>>>

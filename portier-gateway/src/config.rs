use serde::{Deserialize, Serialize};
use std::path::Path;
use tokio::fs;

#[derive(Debug, Serialize, Deserialize, Clone)]
#[serde(default)]
pub struct GatewayConfig {
    pub tcp: TcpConf,
    pub http: HttpConf,
    pub mqtt: Option<MqttConf>,
    /// Fichier JSONL du sink d'événements par défaut.
    pub events_file: String,
    /// Événement de log best-effort à chaque accept (variante configurable).
    pub log_connections: bool,
    /// Fenêtre minimale entre deux heartbeats persistés ; None = 60 000 ms.
    pub heartbeat_min_interval_ms: Option<i64>,
}

#[derive(Debug, Serialize, Deserialize, Clone)]
pub struct TcpConf {
    pub host: String,
    pub port: u16,
}

#[derive(Debug, Serialize, Deserialize, Clone)]
pub struct HttpConf {
    pub port: u16,
}

#[derive(Debug, Serialize, Deserialize, Clone)]
pub struct MqttConf {
    pub host: String,
    pub port: u16,
}

impl Default for GatewayConfig {
    fn default() -> Self {
        Self {
            tcp: TcpConf { host: "0.0.0.0".into(), port: 8080 },
            http: HttpConf { port: 8081 },
            mqtt: Some(MqttConf { host: "localhost".into(), port: 1883 }),
            events_file: "./data/events.jsonl".into(),
            log_connections: true,
            heartbeat_min_interval_ms: None,
        }
    }
}

impl GatewayConfig {
    pub fn heartbeat_interval_ms(&self) -> i64 {
        self.heartbeat_min_interval_ms
            .unwrap_or(crate::throttle::HEARTBEAT_MIN_INTERVAL_MS)
    }
}

pub async fn load_config() -> GatewayConfig {
    let path = std::env::var("PORTIER_GATEWAY_CONFIG").unwrap_or_else(|_| "gateway.yaml".into());
    let mut cfg = if Path::new(&path).exists() {
        let txt = fs::read_to_string(&path).await.unwrap_or_default();
        if txt.trim().is_empty() {
            GatewayConfig::default()
        } else {
            serde_yaml::from_str(&txt).unwrap_or_else(|e| {
                eprintln!("[gateway] config invalide: {e}");
                GatewayConfig::default()
            })
        }
    } else {
        eprintln!("[gateway] pas de gateway.yaml, usage config par défaut");
        GatewayConfig::default()
    };

    // PORT prime sur le fichier (déploiements conteneurisés)
    if let Ok(port) = std::env::var("PORT") {
        if let Ok(port) = port.parse::<u16>() {
            cfg.tcp.port = port;
        }
    }

    cfg
}

#[cfg(test)]
mod tests {
    use super::*;

    #[test]
    fn test_default_config() {
        let cfg = GatewayConfig::default();
        assert_eq!(cfg.tcp.port, 8080);
        assert_eq!(cfg.heartbeat_interval_ms(), 60_000);
        assert!(cfg.log_connections);
    }

    #[test]
    fn test_partial_yaml_keeps_defaults() {
        let cfg: GatewayConfig = serde_yaml::from_str("tcp:\n  host: 127.0.0.1\n  port: 9000\nlog_connections: false\n").unwrap();
        assert_eq!(cfg.tcp.port, 9000);
        assert!(!cfg.log_connections);
        assert_eq!(cfg.events_file, "./data/events.jsonl");
        assert_eq!(cfg.mqtt.as_ref().map(|m| m.port), Some(1883));
    }

    #[test]
    fn test_interval_override() {
        let cfg: GatewayConfig = serde_yaml::from_str("heartbeat_min_interval_ms: 5000\n").unwrap();
        assert_eq!(cfg.heartbeat_interval_ms(), 5_000);
    }
}
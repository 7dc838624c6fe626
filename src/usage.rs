use std::io::{self, Write};

use crate::Invocation;

impl Invocation<'_> {
    /// Writes usage for the resolved command, through its own renderer if it
    /// has one.
    pub fn write_usage(&self, w: &mut dyn Write) -> io::Result<()> {
        match &self.command().usage {
            Some(usage) => usage(self, w),
            None => default_usage(self, w),
        }
    }
}

/// Usage line, flag defaults, long description and, for commands with
/// subcommands, a listing of them.
pub fn default_usage(invocation: &Invocation<'_>, w: &mut dyn Write) -> io::Result<()> {
    let cmd = invocation.command();

    if cmd.usage_line.is_empty() {
        writeln!(w, "usage: {invocation}")?;
    } else {
        writeln!(w, "usage: {invocation} {}", cmd.usage_line)?;
    }
    cmd.flags.print_defaults(w)?;
    if !cmd.long.is_empty() {
        writeln!(w)?;
        for line in cmd.long.trim_end().split('\n') {
            writeln!(w, "{}", line.trim_end())?;
        }
    }

    if !cmd.commands.is_empty() {
        write!(w, "\ncommands:\n\n")?;
        for sub in &cmd.commands {
            writeln!(w, "\t{:<11} {}", sub.name, sub.short)?;
        }
    }
    Ok(())
}
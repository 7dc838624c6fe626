use std::{ffi::OsString, fmt};

use log::debug;

use crate::{Command, Error};

/// A resolved chain of commands, root first, plus the residual arguments of
/// the last one.
#[derive(Debug, Clone)]
pub struct Invocation<'a> {
    path: Vec<&'a Command>,
    args: Vec<OsString>,
}

impl<'a> Invocation<'a> {
    pub fn new(root: &'a Command) -> Invocation<'a> {
        Invocation { path: vec![root], args: Vec::new() }
    }

    pub fn child(mut self, cmd: &'a Command) -> Invocation<'a> {
        self.path.push(cmd);
        self
    }

    pub fn with_args(mut self, args: Vec<OsString>) -> Invocation<'a> {
        self.args = args;
        self
    }

    pub fn root(&self) -> &'a Command {
        self.path[0]
    }

    /// The command that was resolved, the root if nothing matched.
    pub fn command(&self) -> &'a Command {
        self.path[self.path.len() - 1]
    }

    pub fn path(&self) -> &[&'a Command] {
        &self.path
    }

    pub fn args(&self) -> &[OsString] {
        &self.args
    }

    /// Names from the root down to the resolved command, without the root.
    /// Empty when only the root is involved.
    pub fn long_name(&self) -> String {
        join(&self.path[1..])
    }

    /// Names from the root down to the resolved command.
    pub fn display_name(&self) -> String {
        join(&self.path)
    }
}

impl fmt::Display for Invocation<'_> {
    fn fmt(&self, f: &mut fmt::Formatter<'_>) -> fmt::Result {
        f.write_str(&self.display_name())
    }
}

fn join(path: &[&Command]) -> String {
    path.iter().map(|it| it.name.as_str()).collect::<Vec<_>>().join(" ")
}

/// An [`Error`] together with the commands resolved before it happened.
#[derive(Debug, thiserror::Error)]
#[error("{invocation}: {error}")]
pub struct Failure<'a> {
    pub invocation: Invocation<'a>,
    #[source]
    pub error: Error,
}

/// Resolves `args`, which must not include the program name, against `root`
/// and its immediate subcommands.
///
/// Flags before the first positional argument go to `root`, the first
/// positional argument selects a runnable subcommand and everything after it
/// goes to that subcommand's flag set. Neither flag set writes diagnostics or
/// exits while this runs; both get their previous output back afterwards.
///
/// Only one level of subcommands is resolved. Arguments are passed on as
/// given; only flags and command names are read as UTF-8.
pub fn parse<I>(root: &mut Command, args: I) -> Result<Invocation<'_>, Failure<'_>>
where
    I: IntoIterator,
    I::Item: Into<OsString>,
{
    let args = args.into_iter().map(Into::into).collect::<Vec<OsString>>();
    let outcome = resolve(root, args);

    let root: &Command = root;
    let mut invocation = Invocation::new(root).with_args(outcome.args);
    if let Some(idx) = outcome.child {
        invocation = invocation.child(&root.commands[idx]);
    }
    match outcome.error {
        None => Ok(invocation),
        Some(error) => Err(Failure { invocation, error }),
    }
}

struct Outcome {
    child: Option<usize>,
    args: Vec<OsString>,
    error: Option<Error>,
}

impl Outcome {
    fn resolved(child: usize, args: Vec<OsString>) -> Outcome {
        Outcome { child: Some(child), args, error: None }
    }

    fn failed(child: Option<usize>, args: Vec<OsString>, error: Error) -> Outcome {
        Outcome { child, args, error: Some(error) }
    }
}

fn resolve(root: &mut Command, args: Vec<OsString>) -> Outcome {
    debug!("resolving {:?} against `{}`", args, root.name);

    let mut rest = {
        let mut flags = root.flags.silence();
        if let Err(err) = flags.parse(args) {
            debug!("`{}`: {err}", root.name);
            return Outcome::failed(None, Vec::new(), err.into());
        }
        flags.args().to_vec()
    };

    let name = match rest.first() {
        Some(it) => it.clone(),
        None => return Outcome::failed(None, rest, Error::NoCommand),
    };
    let idx = match root.position(&name) {
        Some(it) => it,
        None => {
            debug!("`{}`: no runnable command {name:?}", root.name);
            return Outcome::failed(None, rest, Error::UnknownCommand(name));
        }
    };

    let cmd = &mut root.commands[idx];
    debug!("matched `{} {}`", root.name, cmd.name);
    let tail = rest.split_off(1);
    let mut flags = cmd.flags.silence();
    if cmd.custom_flags {
        return Outcome::resolved(idx, tail);
    }
    match flags.parse(tail) {
        Ok(()) => Outcome::resolved(idx, flags.args().to_vec()),
        Err(err) => {
            debug!("`{} {}`: {err}", root.name, cmd.name);
            Outcome::failed(Some(idx), Vec::new(), err.into())
        }
    }
}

<<<

Problem to solve — Repeat the entries above verbatim, but only from the line that has "assert_eq!(cfg.heartbeat_interval_ms(), 5_000);" down to the line that has "writeln!(w)?;", inclusive.

Answer to this task —
        assert_eq!(cfg.heartbeat_interval_ms(), 5_000);
    }
}
repository 7dc838624c6fe626
filename src/usage.rs
use std::io::{self, Write};

use crate::Invocation;

impl Invocation<'_> {
    /// Writes usage for the resolved command, through its own renderer if it
    /// has one.
    pub fn write_usage(&self, w: &mut dyn Write) -> io::Result<()> {
        match &self.command().usage {
            Some(usage) => usage(self, w),
            None => default_usage(self, w),
        }
    }
}

/// Usage line, flag defaults, long description and, for commands with
/// subcommands, a listing of them.
pub fn default_usage(invocation: &Invocation<'_>, w: &mut dyn Write) -> io::Result<()> {
    let cmd = invocation.command();

    if cmd.usage_line.is_empty() {
        writeln!(w, "usage: {invocation}")?;
    } else {
        writeln!(w, "usage: {invocation} {}", cmd.usage_line)?;
    }
    cmd.flags.print_defaults(w)?;
    if !cmd.long.is_empty() {
        writeln!(w)?;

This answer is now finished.